Lastly, we want to stress that the major conclusion of this study is that it reinforces our opinion that the rDNA cistron alone is insufficient as a universal barcode marker for fungi (Paloi et al. 2022; Bradshaw et al. 2023), especially in the Hypoxylaceae (Stadler et al. 2020). We propose to evaluate the TUB2 gene as a new primary barcoding marker for Hypoxylaceae as a substitute, as ample reference sequences have already been obtained for Hypoxylon and many other genera of Xylariales in the past.
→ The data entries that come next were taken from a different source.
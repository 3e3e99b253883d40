use approx::assert_relative_eq;
use walkgraph_core::{EvaluationConfig, GraphLimits, NodeId, SearchConfig, WeightTriple};
use walkgraph_graph::GraphBuilder;
use walkgraph_synth::*;
use walkgraph_walk::Evaluator;

/// 1000 queries: nodes 0-9 take 63%, nodes 10-49 take 36%, nodes 50-59 the rest.
fn concentrated_log() -> Vec<NodeId> {
    let mut log = Vec::with_capacity(1000);
    for round in 0..63 {
        log.extend(0..10);
        if round < 9 {
            log.extend(10..50);
        }
    }
    log.extend(50..60);
    log
}

#[test]
fn concentrated_workload_on_500_nodes() {
    let profile = QueryProfile::from_log(&concentrated_log()).unwrap();
    assert_eq!(profile.total_queries(), 1000);
    assert_relative_eq!(profile.top_k_coverage(10), 0.63, epsilon = 1e-12);
    assert_relative_eq!(profile.top_k_coverage(50), 0.99, epsilon = 1e-12);

    let grid = CandidateGrid::from_config(&SearchConfig {
        tier_a_sizes: vec![10],
        tier_b_ends: vec![50],
        skip_distances: vec![2, 3],
        weight_triples: vec![WeightTriple::new(10.0, 8.0, 1.0), WeightTriple::new(10.0, 0.1, 0.01)],
        ..SearchConfig::default()
    })
    .unwrap();
    assert_eq!(grid.len(), 4);

    let evaluator = Evaluator::new(EvaluationConfig {
        trials_per_target: 300,
        step_cap: 50,
        ..EvaluationConfig::default()
    });
    let limits = GraphLimits::new(500, 1000);
    let outcome = SearchLoop::new(limits, evaluator).run(&profile, &grid).unwrap();

    assert_eq!(outcome.evaluated, 4);
    assert_eq!(outcome.skipped, 0);
    assert!(outcome.graph.edge_count() <= 1000);
    assert_eq!(outcome.graph.edge_count(), 579);
    assert!(outcome.graph.validate(&limits).is_ok());
    assert!(
        outcome.summary.success_rate >= 0.95,
        "success rate {}",
        outcome.summary.success_rate
    );
    let median = outcome.summary.median_path_length().unwrap();
    assert!(median <= 10.0, "median path length {}", median);

    // The winner has the best score in the history.
    let best_score = outcome
        .history
        .iter()
        .filter_map(|r| match r.status {
            CandidateStatus::Evaluated { score, .. } => Some(score),
            CandidateStatus::Skipped { .. } => None,
        })
        .fold(f64::NEG_INFINITY, f64::max);
    assert_eq!(outcome.summary.score, best_score);
    assert_eq!(outcome.tiers.tier_a(), &(0..10).collect::<Vec<_>>()[..]);
}

#[test]
fn unreachable_target_lowers_success_proportionally() {
    // Nodes 0..6 cycle among themselves; 6..8 only reach each other.
    let mut builder = GraphBuilder::new(8);
    for i in 0..6 {
        builder.add_edge(i, (i + 1) % 6, 10.0).unwrap();
    }
    builder.add_edge(6, 7, 10.0).unwrap();
    builder.add_edge(7, 6, 10.0).unwrap();
    let graph = builder.build_unchecked();

    let profile = QueryProfile::from_log(&[4; 25]).unwrap();
    let summary = Evaluator::new(EvaluationConfig {
        trials_per_target: 4000,
        ..EvaluationConfig::default()
    })
    .evaluate(&graph, &profile.workload())
    .unwrap();

    assert!(summary.success_rate < 1.0);
    assert_relative_eq!(summary.success_rate, 0.75, epsilon = 0.03);
}

#[test]
fn budget_pressure_narrows_the_medium_tier() {
    let profile = QueryProfile::from_log(&concentrated_log()).unwrap();
    let params = StructuralParams::new(
        TierBoundaries::by_rank(10, 400).unwrap(),
        3,
        WeightTriple::new(10.0, 0.1, 0.01),
    );
    let evaluator = Evaluator::new(EvaluationConfig {
        trials_per_target: 20,
        ..EvaluationConfig::default()
    });
    let outcome = SearchLoop::new(GraphLimits::new(500, 1000), evaluator)
        .run(&profile, &CandidateGrid::single(params))
        .unwrap();

    let record = &outcome.history[0];
    assert!(record.retries >= 1);
    assert!(record.effective.boundaries.tier_b_end < 400);
    assert!(outcome.graph.edge_count() <= 1000);
}
use serde::{Deserialize, Serialize};

/// Path-length distribution over successful walks.
///
/// Percentiles are weighted lower percentiles: the smallest observed length
/// whose cumulative weight reaches `q` of the total.
#[derive(Debug, Clone, PartialEq, Serialize, Deserialize)]
pub struct PathLengthStats {
    pub samples: usize,
    pub mean: f64,
    pub median: f64,
    pub p90: f64,
    pub p95: f64,
    pub min: usize,
    pub max: usize,
}

impl PathLengthStats {
    /// Unweighted statistics; `None` when there are no samples.
    pub fn from_lengths(lengths: &[usize]) -> Option<Self> {
        let weighted: Vec<(usize, f64)> = lengths.iter().map(|&len| (len, 1.0)).collect();
        Self::from_weighted(weighted)
    }

    /// Statistics over `(length, weight)` pairs. Pairs with non-positive
    /// weight are ignored.
    pub fn from_weighted(mut samples: Vec<(usize, f64)>) -> Option<Self> {
        samples.retain(|&(_, w)| w > 0.0);
        if samples.is_empty() {
            return None;
        }
        samples.sort_by_key(|&(len, _)| len);

        let total: f64 = samples.iter().map(|&(_, w)| w).sum();
        let mean = samples.iter().map(|&(len, w)| len as f64 * w).sum::<f64>() / total;

        Some(Self {
            samples: samples.len(),
            mean,
            median: weighted_percentile(&samples, total, 0.5),
            p90: weighted_percentile(&samples, total, 0.9),
            p95: weighted_percentile(&samples, total, 0.95),
            min: samples[0].0,
            max: samples[samples.len() - 1].0,
        })
    }
}

fn weighted_percentile(sorted: &[(usize, f64)], total: f64, q: f64) -> f64 {
    let threshold = q * total;
    let mut cumulative = 0.0;
    for &(len, w) in sorted {
        cumulative += w;
        // Tolerate float drift when weights are fractions of a whole.
        if cumulative >= threshold - 1e-9 * total {
            return len as f64;
        }
    }
    sorted[sorted.len() - 1].0 as f64
}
A phylogeny based on RPB2 sequences resolved the hitherto accepted topology for Hypoxylaceae and helped to further stabilize the phylogeny, but the number of available sequences derived from type and reliably identified vouchers is far lower than in case of TUB2. The suitability of TUB2 for many taxa needs to be examined by the inclusion of additional vouchers belonging to the same species (complex) to assess interspecific variability because there are no molecular data at all or only a single sequence dataset available for more than 50% of the described Hypoxylaceae taxa. Nevertheless, it has already been shown that the few Hypoxylon taxa for which multiple specimens were sequenced that the TUB2 locus shows little variability in e.g. H. fragiforme, H. rubiginosum (according to data from GenBank arising from multiple independent studies) and H. fuscum (cf. Lambert et al. 2021). Our study contributes to a better understanding of the genetic diversity and evolutionary dynamics within Xylariales and emphasizes the need for holistic approaches, such as multi-gene sequencing in fungal barcoding endeavors and phylogenetic analyses.